Tout être vivant est assujetti
au devenir : il naît, grandit et n’atteint que progressivement l’état
« adulte », c’est-à-dire un état dans lequel il est enfin ce qu’il est destiné à
être. Mais la notion d’ « état adulte » a-t-elle le même sens, lorsqu’il s’agit
d’un être vivant quelconque et lorsqu’il s’agit de l’homme ? Si ce n’est pas le
cas, on doit s’attendre logiquement à ce que le cheminement conduisant à cet
état soit, lui aussi, différent pour chacun de ces êtres : or, c’est précisément
d’un tel cheminement qu’il est question avec la notion d’éducation.
Chez l’être vivant naturel, tant au niveau de l’espèce que de chaque individu,
le développement a pour but de former un être capable de s’insérer en un certain
ordre des choses, et de subsister en harmonie avec cet ordre. Cet ordre des
choses n’est décidé par rien ni personne : il résulte d’une nécessité (les
« lois de la nature ») générale et anonyme, s’imposant invinciblement à tout ce
qui est. Le vivant naturel est d’autant plus accompli et plus parfait qu’il
correspond mieux aux conditions ainsi déterminées : l’état à atteindre est, ici,
celui d’une rigoureuse adaptation de l’individu à ces conditions.
Or devenir humain est tout autre chose. Il ne s’agit nullement de « coller »
aussi étroitement que possible à la réalité telle qu’elle est, mais il s’agit
tout au contraire de prendre par rapport à elle un recul ou une distance
permettant de s’interroger sur elle, et de la transformer en fonction
d’exigences bien différentes de celles des « lois de la nature » (exigences
esthétiques, morales, en particulier). Pour l’homme, être adulte ne consiste pas
à être un individu bien adapté, un rouage enfin capable de jouer son rôle dans
une grande machine qui l’engloberait de toutes parts — que cette machine soit
celle de la nature ou celle de la société. Il ne s’agit pas d’abord, pour lui,
de devenir apte à exercer utilement et efficacement telle ou telle tâche
(métier, rôle...) mais de devenir capable de se déterminer d’après d’autres
critères que ceux de l’utilité et de l’efficacité, de savoir se regarder et se
traiter soi-même (ainsi qu’autrui) comme un être irréductible à un simple rouage
inclus dans un système. Incomparable au dressage ou même à l’apprentissage,
l’éducation tend alors, de toutes ses forces, non pas à façonner l’homme en vue
d’une certaine fonction, mais tout au contraire à l’empêcher de se réduire
jamais à une fonction quelconque.
Au fond, l’éducation s’adresse à ce coeur même de l’être, impossible à
fabriquer, à mesurer et à définir, qui ne sert littéralement à rien mais que
tout le reste doit servir. Si elle est gratuite, c’est d’abord et avant tout
parce qu’elle a affaire à ce qui, en l’homme, n’a pas de prix. C’est aussi parce
que son propos n’est pas d’apporter « quelque chose » (telles informations,
telles aptitudes, que l’on pourrait quantifier), mais d’inspirer et de favoriser
une manière d’être fondamentale, qui est celle de l’esprit, et qui est faite
essentiellement de disponibilité, d’interrogation et d’inquiétude.
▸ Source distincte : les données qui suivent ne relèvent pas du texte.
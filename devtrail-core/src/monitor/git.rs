//! Version-control activity monitor
//!
//! Queries git for commits made since the session started. The subprocess
//! itself sits behind [`GitRunner`]; this module owns the command contract
//! and the parsing.
//!
//! ## Log format
//!
//! The log query asks git for one header per commit:
//!
//! ```text
//! <hash>|<subject>|<author name>|<ISO-8601 author date>|
//! ```
//!
//! followed by the changed paths (`--name-only`). The output is folded into
//! one line per commit, `hash|subject|author|timestamp|file,file`, which is
//! the shape [`parse_log_line`] accepts. Changed files may be joined with
//! `|` or `,`, so a path that itself contains a comma is reported as two
//! entries.
//!
//! Any failure (no repository, git missing, non-zero exit) yields no commits.

use super::CommitSource;
use crate::config::ExtensionConfig;
use crate::error::{Error, Result};
use crate::events::lock;
use crate::filter::ExclusionFilter;
use crate::types::GitCommit;
use async_trait::async_trait;
use chrono::{DateTime, Utc};
use std::path::{Path, PathBuf};
use std::sync::{Arc, Mutex};

/// Runs git commands on behalf of the monitor.
#[async_trait]
pub trait GitRunner: Send + Sync {
    /// Run `git <args>` in `cwd`, returning stdout on success.
    async fn run(&self, cwd: &Path, args: &[String]) -> Result<String>;
}

/// Invokes the `git` binary found on `PATH`.
#[derive(Debug, Default, Clone, Copy)]
pub struct SystemGit;

#[async_trait]
impl GitRunner for SystemGit {
    async fn run(&self, cwd: &Path, args: &[String]) -> Result<String> {
        let output = tokio::process::Command::new("git")
            .current_dir(cwd)
            .args(args)
            .output()
            .await
            .map_err(|e| Error::Git(format!("failed to run git: {}", e)))?;

        if !output.status.success() {
            return Err(Error::Git(format!(
                "git {} exited with {}: {}",
                args.first().map(String::as_str).unwrap_or_default(),
                output.status,
                String::from_utf8_lossy(&output.stderr).trim()
            )));
        }

        Ok(String::from_utf8_lossy(&output.stdout).into_owned())
    }
}

struct GitSettings {
    filter: ExclusionFilter,
    max_commits: usize,
}

/// Reports commits and the current branch for a workspace
pub struct GitActivityMonitor {
    workspace_root: PathBuf,
    runner: Arc<dyn GitRunner>,
    settings: Mutex<GitSettings>,
}

impl GitActivityMonitor {
    /// Monitor backed by the system `git` binary.
    pub fn new(workspace_root: impl Into<PathBuf>, config: &ExtensionConfig) -> Self {
        Self::with_runner(workspace_root, config, Arc::new(SystemGit))
    }

    /// Monitor backed by a custom runner.
    pub fn with_runner(
        workspace_root: impl Into<PathBuf>,
        config: &ExtensionConfig,
        runner: Arc<dyn GitRunner>,
    ) -> Self {
        Self {
            workspace_root: workspace_root.into(),
            runner,
            settings: Mutex::new(GitSettings {
                filter: ExclusionFilter::new(&config.privacy_settings),
                max_commits: config.max_commits_to_show,
            }),
        }
    }

    /// Arguments for the commit log query.
    pub fn log_args(since: DateTime<Utc>) -> Vec<String> {
        vec![
            "log".to_string(),
            format!("--since={}", since.to_rfc3339()),
            "--pretty=format:%H|%s|%an|%aI|".to_string(),
            "--name-only".to_string(),
        ]
    }

    /// Arguments for the branch query.
    pub fn branch_args() -> Vec<String> {
        vec![
            "rev-parse".to_string(),
            "--abbrev-ref".to_string(),
            "HEAD".to_string(),
        ]
    }

    fn select_commits(&self, raw: &str, since: DateTime<Utc>) -> Vec<GitCommit> {
        let settings = lock(&self.settings);

        let mut commits: Vec<GitCommit> = fold_log_output(raw)
            .iter()
            .filter_map(|line| {
                let parsed = parse_log_line(line);
                if parsed.is_none() {
                    tracing::debug!(line = %line, "Skipping malformed git log line");
                }
                parsed
            })
            .filter(|c| c.timestamp > since)
            .filter(|c| !settings.filter.should_exclude_commit(&c.message))
            .collect();

        // Stable: commits with equal timestamps keep log order
        commits.sort_by_key(|c| c.timestamp);

        if commits.len() > settings.max_commits {
            let excess = commits.len() - settings.max_commits;
            commits.drain(..excess);
        }
        commits
    }
}

#[async_trait]
impl CommitSource for GitActivityMonitor {
    fn is_git_repository(&self) -> bool {
        find_repository_root(&self.workspace_root).is_some()
    }

    async fn commits_since(&self, since: DateTime<Utc>) -> Vec<GitCommit> {
        if !self.is_git_repository() {
            tracing::debug!(
                workspace = %self.workspace_root.display(),
                "Workspace is not a git repository"
            );
            return Vec::new();
        }

        let raw = match self
            .runner
            .run(&self.workspace_root, &Self::log_args(since))
            .await
        {
            Ok(raw) => raw,
            Err(e) => {
                tracing::warn!(error = %e, "Failed to query git log");
                return Vec::new();
            }
        };

        let commits = self.select_commits(&raw, since);
        tracing::debug!(count = commits.len(), "Loaded commits since session start");
        commits
    }

    async fn current_branch(&self) -> Option<String> {
        if !self.is_git_repository() {
            return None;
        }

        match self
            .runner
            .run(&self.workspace_root, &Self::branch_args())
            .await
        {
            Ok(out) => {
                let branch = out.trim();
                if branch.is_empty() || branch == "HEAD" {
                    None
                } else {
                    Some(branch.to_string())
                }
            }
            Err(e) => {
                tracing::debug!(error = %e, "Failed to resolve current branch");
                None
            }
        }
    }

    fn update_config(&self, config: &ExtensionConfig) {
        let mut settings = lock(&self.settings);
        settings.filter = ExclusionFilter::new(&config.privacy_settings);
        settings.max_commits = config.max_commits_to_show;
    }
}

/// Walk up from `start` looking for a `.git` entry.
pub fn find_repository_root(start: &Path) -> Option<PathBuf> {
    start
        .ancestors()
        .find(|dir| dir.join(".git").exists())
        .map(Path::to_path_buf)
}

/// Fold `--name-only` output into one line per commit.
///
/// Header lines start a new record; every following non-empty line is a
/// changed path and gets appended comma-separated.
pub fn fold_log_output(raw: &str) -> Vec<String> {
    let mut records: Vec<String> = Vec::new();
    let mut files_on_current = 0usize;

    for line in raw.lines() {
        let line = line.trim_end_matches('\r');
        if line.trim().is_empty() {
            continue;
        }

        if is_header_line(line) {
            records.push(line.to_string());
            files_on_current = 0;
            continue;
        }

        match records.last_mut() {
            Some(record) => {
                if files_on_current > 0 || !record.ends_with('|') {
                    record.push(',');
                }
                record.push_str(line.trim());
                files_on_current += 1;
            }
            None => records.push(line.to_string()),
        }
    }

    records
}

fn is_header_line(line: &str) -> bool {
    let Some((hash, rest)) = line.split_once('|') else {
        return false;
    };
    looks_like_hash(hash) && rest.split('|').count() >= 3
}

fn looks_like_hash(s: &str) -> bool {
    (7..=64).contains(&s.len()) && s.chars().all(|c| c.is_ascii_hexdigit())
}

/// Parse one `hash|subject|author|timestamp|files` line.
///
/// Returns `None` for lines without a hash, author, or parseable timestamp.
/// A subject containing `|` is tolerated: the timestamp is located as the
/// first parseable field after the author.
pub fn parse_log_line(line: &str) -> Option<GitCommit> {
    let parts: Vec<&str> = line.split('|').collect();
    if parts.len() < 4 {
        return None;
    }

    let hash = parts[0].trim();
    if hash.is_empty() {
        return None;
    }

    let (ts_index, timestamp) = (3..parts.len())
        .find_map(|i| parse_timestamp(parts[i]).map(|ts| (i, ts)))?;

    let message = parts[1..ts_index - 1].join("|").trim().to_string();
    let author = parts[ts_index - 1].trim();
    if author.is_empty() {
        return None;
    }
    let author = author.to_string();

    let files_changed = parts[ts_index + 1..]
        .iter()
        .flat_map(|field| field.split(','))
        .map(str::trim)
        .filter(|f| !f.is_empty())
        .map(str::to_string)
        .collect();

    Some(GitCommit {
        hash: hash.to_string(),
        message,
        author,
        timestamp,
        files_changed,
    })
}

fn parse_timestamp(field: &str) -> Option<DateTime<Utc>> {
    let field = field.trim();
    DateTime::parse_from_rfc3339(field)
        .or_else(|_| DateTime::parse_from_str(field, "%Y-%m-%d %H:%M:%S %z"))
        .ok()
        .map(|ts| ts.with_timezone(&Utc))
}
Comme cette manière d’être est celle de l’esprit, et que tout être humain est un
être d’esprit, elle ne se présente pas comme une manière d’être parmi d’autres,
que l’on pourrait adopter ou non : elle est exigée par l’idée même d’humanité.
Tout homme, parce qu’il est un homme, et pour être un homme, est appelé à la
faire sienne. De sorte que, finalement, on peut proposer de résumer l’essentiel
à travers ces deux grandes idées :
- Eduquer est un devoir absolument impérieux, car il y va de la possibilité même
de l’existence d’une humanité.
- Conjointement, l’éducation n’a pas pour but de former un homme comme ceci ou
comme cela, mais un homme tout court.